Human
sepsis is characterized by a set of systemic reactions in response to intensive and massive
infection that failed to be locally contained by the host. Currently,
sepsis ranks among the top ten causes of mortality in the USA intensive care units. During
sepsis there are two established haemodynamic phases that may overlap. The initial phase (hyperdynamic) is defined as a massive production of proinflammatory
cytokines and
reactive oxygen species by macrophages and neutrophils that affects vascular permeability (leading to
hypotension), cardiac function and induces metabolic changes culminating in tissue
necrosis and organ failure. Consequently, the most common cause of mortality is
acute kidney injury. The second phase (hypodynamic) is an anti-inflammatory process involving altered monocyte antigen presentation, decreased lymphocyte proliferation and function and increased apoptosis. This state known as immunosuppression or immune depression sharply increases the risk of nocosomial
infections and ultimately, death. The mechanisms of these pathophysiological processes are not well characterized. Because both phases of
sepsis may cause irreversible and irreparable damage, it is essential to determine the immunological and physiological status of the patient. This is the main reason why many therapeutic drugs have failed. The same drug given at different stages of
sepsis may be therapeutic or otherwise harmful or have no effect. To understand
sepsis at various levels it is crucial to have a suitable and comprehensive animal model that reproduces the
clinical course of the disease. It is important to characterize the pathophysiological mechanisms occurring during
sepsis and control the model conditions for testing potential therapeutic agents.
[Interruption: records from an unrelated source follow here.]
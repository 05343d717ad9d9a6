//! Caller-held analysis state.
//!
//! A session keeps the loaded station store and the most recent aggregate so
//! that compute, save and show steps can be chained. Nothing here is global;
//! library users who only need one computation can call the aggregator
//! directly.

use crate::aggregator::Aggregator;
use crate::config::AggregationConfig;
use crate::discovery::{DataSource, resolve_data_file};
use crate::error::{Result, TrendsError};
use crate::models::{AggregateSeries, SeriesScope};
use crate::parser::RecordLayout;
use crate::persistence::{read_averages, write_averages};
use crate::presenter::{DisplayMode, Presenter, Renderer};
use crate::store::StationStore;
use std::path::{Path, PathBuf};
use tracing::info;

#[derive(Debug, Default)]
pub struct Session {
    store: Option<StationStore>,
    source: Option<DataSource>,
    latest: Option<AggregateSeries>,
    layout: RecordLayout,
    show_progress: bool,
}

impl Session {
    pub fn new() -> Self {
        Self::default()
    }

    pub fn with_layout(mut self, layout: RecordLayout) -> Self {
        self.layout = layout;
        self
    }

    pub fn with_progress(mut self) -> Self {
        self.show_progress = true;
        self
    }

    /// Resolve and load the newest data file for `source` from `data_dir`
    pub fn load_data(&mut self, source: DataSource, data_dir: &Path) -> Result<PathBuf> {
        let path = resolve_data_file(data_dir, source)?;
        self.load_file(source, &path)?;
        Ok(path)
    }

    /// Load a specific data file as `source`
    pub fn load_file(&mut self, source: DataSource, path: &Path) -> Result<()> {
        info!("Loading {} data from {}", source, path.display());
        let store = StationStore::from_path(path, &self.layout, self.show_progress)?;
        self.load_store(store, source);
        Ok(())
    }

    /// Use an already built store
    pub fn load_store(&mut self, store: StationStore, source: DataSource) {
        self.store = Some(store);
        self.source = Some(source);
    }

    pub fn store(&self) -> Option<&StationStore> {
        self.store.as_ref()
    }

    pub fn source(&self) -> Option<DataSource> {
        self.source
    }

    pub fn latest(&self) -> Option<&AggregateSeries> {
        self.latest.as_ref()
    }

    /// Aggregate the loaded store and keep the result as the latest series
    pub fn compute(&mut self, config: &AggregationConfig) -> Result<&AggregateSeries> {
        let store = self
            .store
            .as_ref()
            .ok_or_else(|| TrendsError::state("no station data loaded"))?;
        let series = Aggregator::new(store).compute_monthly_average(config)?;
        Ok(self.latest.insert(series))
    }

    /// Replace the latest series with one read from disk
    pub fn load_averages(
        &mut self,
        path: &Path,
        source: DataSource,
        scope: SeriesScope,
    ) -> Result<&AggregateSeries> {
        let series = read_averages(path, scope)?;
        self.source = Some(source);
        Ok(self.latest.insert(series))
    }

    pub fn save_averages(&self, path: &Path) -> Result<()> {
        let series = self
            .latest
            .as_ref()
            .ok_or_else(|| TrendsError::state("no aggregate computed or loaded"))?;
        write_averages(series, path)
    }

    /// Render the latest series
    pub fn show<R: Renderer>(&self, mode: DisplayMode, renderer: &mut R) -> Result<()> {
        let series = self.latest.as_ref().ok_or_else(|| {
            TrendsError::state("please compute or load averages before showing them")
        })?;
        Presenter::new(self.source).present(series, mode, renderer)
    }
}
To study the etiology of human
sepsis researchers have developed different animal models. The most widely used clinical model is cecal
ligation and
puncture (CLP). The CLP model consists of the perforation of the cecum allowing the release of fecal material into the peritoneal cavity to generate an exacerbated immune response induced by
polymicrobial infection. This model fulfills the human condition that is clinically relevant. As in humans, mice that undergo CLP with fluid
resuscitation show the first (early) hyperdynamic phase that in time progresses to the second (late) hypodynamic phase. In addition, the
cytokine profile is similar to that seen in human
sepsis where there is increased lymphocyte apoptosis (reviewed in). Due to the multiple and overlapping mechanisms involved in
sepsis, researchers need a suitable
sepsis model of controlled severity in order to obtain consistent and reproducible results.